*** Opening of Records provided ***

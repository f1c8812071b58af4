use crate::metrics::{HitRateReport, Metrics};

use std::sync::Arc;
use std::time::Duration;

use log::trace;
use tokio::runtime::Handle;
use tokio::task::JoinHandle;
use tokio::time::{self, MissedTickBehavior};

/// The callback receiving one [`HitRateReport`] per tick.
pub(crate) type ReportHandler = Arc<dyn Fn(HitRateReport) + Send + Sync>;

/// The background task emitting periodic hit-rate telemetry.
///
/// The task owns only the counters and the handler, never the shared core, so
/// dropping the last wrapper handle is what ends its life (via `stop`), not
/// the other way around.
pub(crate) struct Reporter {
  handle: JoinHandle<()>,
}

impl Reporter {
  /// Spawns the reporter onto the given runtime. The first report fires one
  /// full period after construction, each carrying the counters accumulated
  /// since the previous tick.
  pub(crate) fn spawn(
    runtime: &Handle,
    metrics: Arc<Metrics>,
    period: Duration,
    handler: ReportHandler,
  ) -> Self {
    let handle = runtime.spawn(async move {
      let mut ticker = time::interval_at(time::Instant::now() + period, period);
      ticker.set_missed_tick_behavior(MissedTickBehavior::Delay);
      loop {
        ticker.tick().await;
        handler(metrics.drain());
      }
    });

    Self { handle }
  }

  /// Stops the reporter task. Counters accumulated since the last tick are
  /// discarded with the wrapper.
  pub(crate) fn stop(self) {
    trace!("stopping hit-rate reporter");
    self.handle.abort();
  }
}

*** Close of Records provided ***

◆ Directions: Output exactly, and only, the lines running from the one that contains "shared core, so" through the last line of the entries above.

◆ Answer space:
/// The task owns only the counters and the handler, never the shared core, so
/// dropping the last wrapper handle is what ends its life (via `stop`), not
/// the other way around.
pub(crate) struct Reporter {
  handle: JoinHandle<()>,
}

impl Reporter {
  /// Spawns the reporter onto the given runtime. The first report fires one
  /// full period after construction, each carrying the counters accumulated
  /// since the previous tick.
  pub(crate) fn spawn(
    runtime: &Handle,
    metrics: Arc<Metrics>,
    period: Duration,
    handler: ReportHandler,
  ) -> Self {
    let handle = runtime.spawn(async move {
      let mut ticker = time::interval_at(time::Instant::now() + period, period);
      ticker.set_missed_tick_behavior(MissedTickBehavior::Delay);
      loop {
        ticker.tick().await;
        handler(metrics.drain());
      }
    });

    Self { handle }
  }

  /// Stops the reporter task. Counters accumulated since the last tick are
  /// discarded with the wrapper.
  pub(crate) fn stop(self) {
    trace!("stopping hit-rate reporter");
    self.handle.abort();
  }
}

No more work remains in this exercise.